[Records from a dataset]
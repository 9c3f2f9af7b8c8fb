//! Per-run outcome records and the measured-tick transaction log rows

use std::collections::BTreeMap;
use std::fmt;

use serde::{Deserialize, Serialize};

use super::{RunSpecification, Value};

/// Lifecycle phase of a single run
#[derive(Debug, Clone, Copy, PartialEq, Eq, Serialize, Deserialize, Default)]
#[serde(rename_all = "snake_case")]
pub enum RunPhase {
    #[default]
    Uninitialized,
    Configured,
    WarmedUp,
    Measuring,
    Completed,
    Failed,
}

impl RunPhase {
    pub fn is_terminal(self) -> bool {
        matches!(self, RunPhase::Completed | RunPhase::Failed)
    }
}

impl fmt::Display for RunPhase {
    fn fmt(&self, f: &mut fmt::Formatter<'_>) -> fmt::Result {
        let name = match self {
            RunPhase::Uninitialized => "uninitialized",
            RunPhase::Configured => "configured",
            RunPhase::WarmedUp => "warmed_up",
            RunPhase::Measuring => "measuring",
            RunPhase::Completed => "completed",
            RunPhase::Failed => "failed",
        };
        f.write_str(name)
    }
}

/// Classification of a run failure
#[derive(Debug, Clone, Copy, PartialEq, Eq, Serialize, Deserialize)]
#[serde(rename_all = "snake_case")]
pub enum ErrorKind {
    /// Engine or model rejected a variable/value
    Configuration,
    /// Engine setup command failed
    Setup,
    /// Engine failed while advancing a tick
    Step,
    /// Engine failed or returned malformed data for a report expression
    Query,
    /// A run-owned file could not be written
    Io,
    /// A collaborator panicked
    Panic,
    /// Worker process failed or produced no decodable record
    Worker,
}

impl fmt::Display for ErrorKind {
    fn fmt(&self, f: &mut fmt::Formatter<'_>) -> fmt::Result {
        let name = match self {
            ErrorKind::Configuration => "configuration",
            ErrorKind::Setup => "setup",
            ErrorKind::Step => "step",
            ErrorKind::Query => "query",
            ErrorKind::Io => "io",
            ErrorKind::Panic => "panic",
            ErrorKind::Worker => "worker",
        };
        f.write_str(name)
    }
}

/// Summary statistics of a successful run
#[derive(Debug, Clone, PartialEq, Serialize, Deserialize)]
pub struct StatsRecord {
    pub spec: RunSpecification,
    pub seed: u64,
    pub elapsed_ms: u64,
    pub stats: BTreeMap<String, Value>,
}

/// Description of a failed run, carrying its original specification
#[derive(Debug, Clone, PartialEq, Serialize, Deserialize)]
pub struct ErrorRecord {
    pub spec: RunSpecification,
    /// Seed drawn for the run, if it got that far
    pub seed: Option<u64>,
    /// Phase the run was in when it failed
    pub phase: RunPhase,
    pub kind: ErrorKind,
    pub error: String,
    pub elapsed_ms: u64,
}

/// Exactly one of these is produced for every run specification
#[derive(Debug, Clone, PartialEq, Serialize, Deserialize)]
#[serde(tag = "outcome", rename_all = "lowercase")]
pub enum RunOutcome {
    Stats(StatsRecord),
    Error(ErrorRecord),
}

impl RunOutcome {
    pub fn spec(&self) -> &RunSpecification {
        match self {
            RunOutcome::Stats(r) => &r.spec,
            RunOutcome::Error(r) => &r.spec,
        }
    }

    pub fn run_index(&self) -> usize {
        self.spec().run_index
    }

    pub fn is_error(&self) -> bool {
        matches!(self, RunOutcome::Error(_))
    }

    pub fn elapsed_ms(&self) -> u64 {
        match self {
            RunOutcome::Stats(r) => r.elapsed_ms,
            RunOutcome::Error(r) => r.elapsed_ms,
        }
    }
}

/// One executed trade in the measured tail window.
///
/// Field names follow the column schema of the transaction log.
#[derive(Debug, Clone, PartialEq, Serialize, Deserialize)]
pub struct TransactionRecord {
    #[serde(rename = "Tick")]
    pub tick: i64,
    #[serde(rename = "TrdID")]
    pub id: i64,
    #[serde(rename = "TrdPrice")]
    pub price: f64,
    #[serde(rename = "TrdTime")]
    pub time: f64,
    #[serde(rename = "TrdQuant")]
    pub quantity: i64,
    #[serde(rename = "TrdWhoBid")]
    pub buyer_id: i64,
    #[serde(rename = "TrdWhoAsk")]
    pub seller_id: i64,
    #[serde(rename = "TrdWhoBidType")]
    pub buyer_type: String,
    #[serde(rename = "TrdWhoAskType")]
    pub seller_type: String,
}

#[cfg(test)]
mod tests {
    use super::*;
    use crate::model::EngineVariant;

    fn spec() -> RunSpecification {
        RunSpecification {
            run_index: 3,
            params: vec![],
            variant: EngineVariant::Mock,
            replicate: 1,
        }
    }

    #[test]
    fn test_outcome_json_is_tagged() {
        let outcome = RunOutcome::Error(ErrorRecord {
            spec: spec(),
            seed: Some(7),
            phase: RunPhase::WarmedUp,
            kind: ErrorKind::Step,
            error: "engine died".to_string(),
            elapsed_ms: 12,
        });
        let json = serde_json::to_value(&outcome).unwrap();
        assert_eq!(json["outcome"], "error");
        assert_eq!(json["phase"], "warmed_up");
        assert_eq!(json["kind"], "step");

        let back: RunOutcome = serde_json::from_value(json).unwrap();
        assert_eq!(back, outcome);
    }

    #[test]
    fn test_untagged_record_is_rejected() {
        let json = serde_json::json!({
            "spec": { "run_index": 0, "params": [], "variant": "mock", "replicate": 0 },
            "seed": 1,
            "elapsed_ms": 0,
            "stats": {}
        });
        assert!(serde_json::from_value::<RunOutcome>(json).is_err());
    }
}
//! Step-based simulation engines.
//!
//! An [`Engine`] is a black-box stateful model driven through a uniform
//! "set variable / advance one tick / report expression" surface. One engine
//! instance is created per run and is owned by the worker executing that run;
//! engines are never shared between runs, so implementations need not be
//! `Sync`.

mod mock;
mod process;

pub use mock::{MockMarketEngine, TraderKind};
pub use process::{ExternalCommand, ProcessEngine, parse_reply};

use crate::error::EngineError;
use crate::model::{EngineVariant, Value};

/// Uniform control surface of a step-based engine
pub trait Engine {
    /// Assign a model variable. Must complete before the first `step`.
    fn configure(&mut self, name: &str, value: &Value) -> Result<(), EngineError>;

    /// Run the model's setup routine after variables are assigned
    fn setup(&mut self) -> Result<(), EngineError> {
        Ok(())
    }

    /// Advance the model by one discrete tick
    fn step(&mut self) -> Result<(), EngineError>;

    /// Evaluate a report expression against the current model state.
    ///
    /// Must tolerate being called immediately after `step`.
    fn query(&mut self, expression: &str) -> Result<Value, EngineError>;

    /// Release engine resources. Called once at the end of a run.
    fn close(&mut self) -> Result<(), EngineError> {
        Ok(())
    }

    /// Advance the model by `n` ticks
    fn repeat_step(&mut self, n: usize) -> Result<(), EngineError> {
        for _ in 0..n {
            self.step()?;
        }
        Ok(())
    }
}

impl<E: Engine + ?Sized> Engine for Box<E> {
    fn configure(&mut self, name: &str, value: &Value) -> Result<(), EngineError> {
        (**self).configure(name, value)
    }

    fn setup(&mut self) -> Result<(), EngineError> {
        (**self).setup()
    }

    fn step(&mut self) -> Result<(), EngineError> {
        (**self).step()
    }

    fn query(&mut self, expression: &str) -> Result<Value, EngineError> {
        (**self).query(expression)
    }

    fn close(&mut self) -> Result<(), EngineError> {
        (**self).close()
    }
}

/// Creates a fresh engine for each run.
///
/// Factories are shared by all workers of a sweep, the engines they create
/// are not.
pub trait EngineFactory: Send + Sync {
    fn create(&self, variant: EngineVariant) -> Result<Box<dyn Engine>, EngineError>;
}

/// Default factory: in-process mock market, or an external engine process
#[derive(Debug, Clone, Default)]
pub struct EngineSelector {
    pub external: Option<ExternalCommand>,
}

impl EngineSelector {
    pub fn new(external: Option<ExternalCommand>) -> Self {
        Self { external }
    }
}

impl EngineFactory for EngineSelector {
    fn create(&self, variant: EngineVariant) -> Result<Box<dyn Engine>, EngineError> {
        match variant {
            EngineVariant::Mock => Ok(Box::new(MockMarketEngine::new())),
            EngineVariant::External => {
                let command = self.external.as_ref().ok_or_else(|| {
                    EngineError::Unavailable("no external engine program configured".to_string())
                })?;
                Ok(Box::new(ProcessEngine::spawn(command)?))
            }
        }
    }
}

#[cfg(test)]
mod tests {
    use super::*;

    #[test]
    fn test_selector_without_external_program() {
        let selector = EngineSelector::default();
        assert!(selector.create(EngineVariant::Mock).is_ok());
        let err = selector.create(EngineVariant::External).err().unwrap();
        assert!(matches!(err, EngineError::Unavailable(_)));
    }
}
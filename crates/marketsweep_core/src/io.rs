//! Artifact file helpers

use std::fs;
use std::path::Path;

use crate::error::ArtifactError;

/// Write bytes to a file atomically using write-then-rename.
///
/// Readers never observe a partially written artifact. Missing parent
/// directories are created.
pub fn atomic_write(path: &Path, content: &[u8]) -> Result<(), ArtifactError> {
    if let Some(parent) = path.parent()
        && !parent.as_os_str().is_empty()
    {
        fs::create_dir_all(parent).map_err(|e| ArtifactError::io(parent, e))?;
    }
    let mut temp_name = path.as_os_str().to_owned();
    temp_name.push(".tmp");
    let temp_path = Path::new(&temp_name);

    fs::write(temp_path, content).map_err(|e| ArtifactError::io(temp_path, e))?;
    fs::rename(temp_path, path).map_err(|e| ArtifactError::io(path, e))?;
    Ok(())
}

#[cfg(test)]
mod tests {
    use super::*;
    use tempfile::tempdir;

    #[test]
    fn test_atomic_write() {
        let dir = tempdir().unwrap();
        let path = dir.path().join("out").join("study.csv");

        atomic_write(&path, b"a,b\n").unwrap();

        assert_eq!(fs::read_to_string(&path).unwrap(), "a,b\n");
        assert!(!dir.path().join("out").join("study.csv.tmp").exists());
    }

    #[test]
    fn test_atomic_write_overwrites() {
        let dir = tempdir().unwrap();
        let path = dir.path().join("meta.json");

        atomic_write(&path, b"first").unwrap();
        atomic_write(&path, b"second").unwrap();

        assert_eq!(fs::read_to_string(&path).unwrap(), "second");
    }
}
//! Parameter-sweep orchestration for stochastic market simulations.
//!
//! A sweep expands a declarative [`SweepSpace`](model::SweepSpace) into an
//! ordered list of run specifications, executes each run in isolation under
//! a bounded-concurrency [`Dispatcher`](dispatch::Dispatcher), and writes
//! three artifacts: a table of successful runs, a table of failed runs and a
//! JSON metadata document.
//!
//! Two kinds of run are supported:
//!
//! - stepped runs drive a step-based [`Engine`](engine::Engine) through
//!   configuration, warm-up and measurement, logging the transactions of the
//!   last ticks ([`StepRunController`](controller::StepRunController))
//! - population runs simulate a consumer population trading through a
//!   market backend ([`PopulationRunController`](controller::PopulationRunController))
//!
//! ```ignore
//! use marketsweep_core::prelude::*;
//!
//! let space = SweepSpace {
//!     axes: vec![ParameterAxis::new("#_LiqDem", [10, 20])],
//!     ..SweepSpace::default()
//! };
//! let controller = StepRunController::new(EngineSelector::default(), SteppedSettings::default());
//! let plan = SweepPlan::new(SweepKind::Stepped, space, "out");
//! let report = run_sweep(&plan, &controller)?;
//! ```

#![warn(clippy::all)]

pub mod aggregate;
pub mod builder;
pub mod controller;
pub mod dispatch;
pub mod engine;
pub mod error;
pub mod io;
pub mod model;
pub mod population;
pub mod sweep;
pub mod worker;

#[cfg(test)]
mod tests;

pub mod prelude {
    pub use crate::aggregate::{Aggregator, ArtifactPaths, ArtifactTable, Partition, partition};
    pub use crate::builder::{SpecBuilder, build_specs};
    pub use crate::controller::{
        PopulationRunController, PopulationSettings, RunContext, RunStrategy, SeedPolicy,
        StepRunController, SteppedSettings, TimingPolicy, execute_run,
    };
    pub use crate::dispatch::{DispatchPolicy, Dispatcher, InProcessExecutor, RunExecutor};
    pub use crate::engine::{Engine, EngineFactory, EngineSelector, ExternalCommand};
    pub use crate::error::{AggregationError, EngineError, RunError, SweepError};
    pub use crate::model::*;
    pub use crate::sweep::{SweepPlan, SweepReport, run_single, run_sweep, run_sweep_with};
    pub use crate::worker::ProcessExecutor;
}
//! Sweep-level metadata written once at the end of a sweep

use std::collections::BTreeMap;

use serde::{Deserialize, Serialize};

use super::{EngineVariant, ParameterAxis, Value};

/// Which run strategy a sweep drives
#[derive(Debug, Clone, Copy, PartialEq, Eq, Serialize, Deserialize, Default)]
#[serde(rename_all = "lowercase")]
pub enum SweepKind {
    /// Step-based market engine with warm-up and tail-windowed measurement
    #[default]
    Stepped,
    /// Agent population simulated against a market backend
    Population,
}

/// Description of one completed sweep
#[derive(Debug, Clone, PartialEq, Serialize, Deserialize)]
pub struct SweepMetadata {
    pub kind: SweepKind,
    /// Timestamp label shared by every artifact of the sweep
    pub label: String,
    pub start: jiff::Timestamp,
    pub end: jiff::Timestamp,
    pub axes: Vec<ParameterAxis>,
    pub variants: Vec<EngineVariant>,
    pub replicates: usize,
    pub run_count: usize,
    pub good_count: usize,
    pub bad_count: usize,
    /// Model and timing parameters shared by every run
    pub settings: BTreeMap<String, Value>,
}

- **Activity**
Copy, please, exactly the lines that start at the first line of the data and end at the line containing "a single run", both kept and no others.

- **Result**
repository 9c3f2f9af7b8c8fb
//! Per-run outcome records and the measured-tick transaction log rows

use std::collections::BTreeMap;
use std::fmt;

use serde::{Deserialize, Serialize};

use super::{RunSpecification, Value};

/// Lifecycle phase of a single run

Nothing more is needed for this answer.